EXERCISE DETAILS
Without any omission, reproduce the records that follow.

INFORMATION SUPPLIED
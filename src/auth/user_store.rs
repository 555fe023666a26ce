//! User Storage
//! Mission: Store accounts with bcrypt password hashes in SQLite

use crate::auth::models::User;
use crate::models::Role;
use anyhow::{Context, Result};
use bcrypt::{hash, verify, DEFAULT_COST};
use chrono::{DateTime, Utc};
use rusqlite::{params, Connection, ErrorCode, OptionalExtension, Row};
use tracing::{info, warn};
use uuid::Uuid;

pub const DEFAULT_ADMIN_EMAIL: &str = "admin@stakebook.local";
const DEFAULT_ADMIN_PASSWORD: &str = "admin123";

/// Registration outcome that is the caller's fault rather than ours.
#[derive(Debug, PartialEq, Eq)]
pub enum Registration {
    Created(Uuid),
    EmailTaken,
}

/// User storage with SQLite backend
pub struct UserStore {
    db_path: String,
    bcrypt_cost: u32,
}

impl UserStore {
    /// Create a new user store and initialize database
    pub fn new(db_path: &str) -> Result<Self> {
        Self::with_cost(db_path, DEFAULT_COST)
    }

    /// Same as `new` with an explicit bcrypt work factor.
    pub fn with_cost(db_path: &str, bcrypt_cost: u32) -> Result<Self> {
        let store = Self {
            db_path: db_path.to_string(),
            bcrypt_cost,
        };
        store.init_db()?;
        Ok(store)
    }

    fn open(&self) -> Result<Connection> {
        Connection::open(&self.db_path)
            .with_context(|| format!("Failed to open user database at {}", self.db_path))
    }

    fn init_db(&self) -> Result<()> {
        let conn = self.open()?;

        conn.execute(
            "CREATE TABLE IF NOT EXISTS users (
                id TEXT PRIMARY KEY,
                email TEXT UNIQUE NOT NULL,
                password_hash TEXT NOT NULL,
                role TEXT NOT NULL,
                created_at TEXT NOT NULL
            )",
            [],
        )?;

        self.create_default_admin(&conn)?;
        Ok(())
    }

    fn create_default_admin(&self, conn: &Connection) -> Result<()> {
        let count: i64 = conn
            .query_row(
                "SELECT COUNT(*) FROM users WHERE role = ?1",
                params![Role::Admin],
                |row| row.get(0),
            )
            .context("Failed to check for admin users")?;

        if count == 0 {
            let admin = self.new_user(DEFAULT_ADMIN_EMAIL, DEFAULT_ADMIN_PASSWORD, Role::Admin)?;
            insert_user(conn, &admin).context("Failed to insert admin user")?;

            info!(email = DEFAULT_ADMIN_EMAIL, "Default admin user created");
            warn!("Default admin password in use, change it before exposing the service");
        }

        Ok(())
    }

    fn new_user(&self, email: &str, password: &str, role: Role) -> Result<User> {
        let password_hash = hash(password, self.bcrypt_cost).context("Failed to hash password")?;
        Ok(User {
            id: Uuid::new_v4(),
            email: email.to_string(),
            password_hash,
            role,
            created_at: Utc::now(),
        })
    }

    pub fn get_user_by_email(&self, email: &str) -> Result<Option<User>> {
        let conn = self.open()?;
        let user = conn
            .query_row(
                "SELECT id, email, password_hash, role, created_at FROM users WHERE email = ?1",
                params![email.to_lowercase()],
                user_from_row,
            )
            .optional()?;
        Ok(user)
    }

    /// Returns the user only if the password matches.
    pub fn authenticate(&self, email: &str, password: &str) -> Result<Option<User>> {
        match self.get_user_by_email(email)? {
            Some(user) => {
                let valid =
                    verify(password, &user.password_hash).context("Failed to verify password")?;
                Ok(valid.then_some(user))
            }
            None => Ok(None),
        }
    }

    /// Self-service registration always yields the `user` role.
    pub fn register(&self, email: &str, password: &str) -> Result<Registration> {
        let user = self.new_user(&email.to_lowercase(), password, Role::User)?;
        let conn = self.open()?;

        match insert_user(&conn, &user) {
            Ok(()) => {
                info!(user_id = %user.id, "User registered");
                Ok(Registration::Created(user.id))
            }
            Err(rusqlite::Error::SqliteFailure(e, _)) if e.code == ErrorCode::ConstraintViolation => {
                Ok(Registration::EmailTaken)
            }
            Err(e) => Err(e).context("Failed to insert user"),
        }
    }
}

fn insert_user(conn: &Connection, user: &User) -> rusqlite::Result<()> {
    conn.execute(
        "INSERT INTO users (id, email, password_hash, role, created_at)
         VALUES (?1, ?2, ?3, ?4, ?5)",
        params![
            user.id.to_string(),
            user.email,
            user.password_hash,
            user.role,
            user.created_at.to_rfc3339(),
        ],
    )?;
    Ok(())
}

fn user_from_row(row: &Row<'_>) -> rusqlite::Result<User> {
    let id: String = row.get(0)?;
    let created_at: String = row.get(4)?;
    Ok(User {
        id: Uuid::parse_str(&id).map_err(|e| {
            rusqlite::Error::FromSqlConversionFailure(0, rusqlite::types::Type::Text, Box::new(e))
        })?,
        email: row.get(1)?,
        password_hash: row.get(2)?,
        role: row.get(3)?,
        created_at: DateTime::parse_from_rfc3339(&created_at)
            .map(|t| t.with_timezone(&Utc))
            .map_err(|e| {
                rusqlite::Error::FromSqlConversionFailure(4, rusqlite::types::Type::Text, Box::new(e))
            })?,
    })
}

SOLUTION
filename src/auth/user_store.rs
repository 555fe023666a26ce
//! User Storage
//! Mission: Store accounts with bcrypt password hashes in SQLite

use crate::auth::models::User;
use crate::models::Role;
use anyhow::{Context, Result};
use bcrypt::{hash, verify, DEFAULT_COST};
use chrono::{DateTime, Utc};
use rusqlite::{params, Connection, ErrorCode, OptionalExtension, Row};
use tracing::{info, warn};
use uuid::Uuid;

pub const DEFAULT_ADMIN_EMAIL: &str = "admin@stakebook.local";
const DEFAULT_ADMIN_PASSWORD: &str = "admin123";

/// Registration outcome that is the caller's fault rather than ours.
#[derive(Debug, PartialEq, Eq)]
pub enum Registration {
    Created(Uuid),
    EmailTaken,
}

/// User storage with SQLite backend
pub struct UserStore {
    db_path: String,
    bcrypt_cost: u32,
}

impl UserStore {
    /// Create a new user store and initialize database
    pub fn new(db_path: &str) -> Result<Self> {
        Self::with_cost(db_path, DEFAULT_COST)
    }

    /// Same as `new` with an explicit bcrypt work factor.
    pub fn with_cost(db_path: &str, bcrypt_cost: u32) -> Result<Self> {
        let store = Self {
            db_path: db_path.to_string(),
            bcrypt_cost,
        };
        store.init_db()?;
        Ok(store)
    }

    fn open(&self) -> Result<Connection> {
        Connection::open(&self.db_path)
            .with_context(|| format!("Failed to open user database at {}", self.db_path))
    }

    fn init_db(&self) -> Result<()> {
        let conn = self.open()?;

        conn.execute(
            "CREATE TABLE IF NOT EXISTS users (
                id TEXT PRIMARY KEY,
                email TEXT UNIQUE NOT NULL,
                password_hash TEXT NOT NULL,
                role TEXT NOT NULL,
                created_at TEXT NOT NULL
            )",
            [],
        )?;

        self.create_default_admin(&conn)?;
        Ok(())
    }

    fn create_default_admin(&self, conn: &Connection) -> Result<()> {
        let count: i64 = conn
            .query_row(
                "SELECT COUNT(*) FROM users WHERE role = ?1",
                params![Role::Admin],
                |row| row.get(0),
            )
            .context("Failed to check for admin users")?;

        if count == 0 {
            let admin = self.new_user(DEFAULT_ADMIN_EMAIL, DEFAULT_ADMIN_PASSWORD, Role::Admin)?;
            insert_user(conn, &admin).context("Failed to insert admin user")?;

            info!(email = DEFAULT_ADMIN_EMAIL, "Default admin user created");
            warn!("Default admin password in use, change it before exposing the service");
        }

        Ok(())
    }

    fn new_user(&self, email: &str, password: &str, role: Role) -> Result<User> {
        let password_hash = hash(password, self.bcrypt_cost).context("Failed to hash password")?;
        Ok(User {
            id: Uuid::new_v4(),
            email: email.to_string(),
            password_hash,
            role,
            created_at: Utc::now(),
        })
    }

    pub fn get_user_by_email(&self, email: &str) -> Result<Option<User>> {
        let conn = self.open()?;
        let user = conn
            .query_row(
                "SELECT id, email, password_hash, role, created_at FROM users WHERE email = ?1",
                params![email.to_lowercase()],
                user_from_row,
            )
            .optional()?;
        Ok(user)
    }

    /// Returns the user only if the password matches.
    pub fn authenticate(&self, email: &str, password: &str) -> Result<Option<User>> {
        match self.get_user_by_email(email)? {
            Some(user) => {
                let valid =
                    verify(password, &user.password_hash).context("Failed to verify password")?;
                Ok(valid.then_some(user))
            }
            None => Ok(None),
        }
    }

    /// Self-service registration always yields the `user` role.
    pub fn register(&self, email: &str, password: &str) -> Result<Registration> {
        let user = self.new_user(&email.to_lowercase(), password, Role::User)?;
        let conn = self.open()?;

        match insert_user(&conn, &user) {
            Ok(()) => {
                info!(user_id = %user.id, "User registered");
                Ok(Registration::Created(user.id))
            }
            Err(rusqlite::Error::SqliteFailure(e, _)) if e.code == ErrorCode::ConstraintViolation => {
                Ok(Registration::EmailTaken)
            }
            Err(e) => Err(e).context("Failed to insert user"),
        }
    }
}

fn insert_user(conn: &Connection, user: &User) -> rusqlite::Result<()> {
    conn.execute(
        "INSERT INTO users (id, email, password_hash, role, created_at)
         VALUES (?1, ?2, ?3, ?4, ?5)",
        params![
            user.id.to_string(),
            user.email,
            user.password_hash,
            user.role,
            user.created_at.to_rfc3339(),
        ],
    )?;
    Ok(())
}

fn user_from_row(row: &Row<'_>) -> rusqlite::Result<User> {
    let id: String = row.get(0)?;
    let created_at: String = row.get(4)?;
    Ok(User {
        id: Uuid::parse_str(&id).map_err(|e| {
            rusqlite::Error::FromSqlConversionFailure(0, rusqlite::types::Type::Text, Box::new(e))
        })?,
        email: row.get(1)?,
        password_hash: row.get(2)?,
        role: row.get(3)?,
        created_at: DateTime::parse_from_rfc3339(&created_at)
            .map(|t| t.with_timezone(&Utc))
            .map_err(|e| {
                rusqlite::Error::FromSqlConversionFailure(4, rusqlite::types::Type::Text, Box::new(e))
            })?,
    })
}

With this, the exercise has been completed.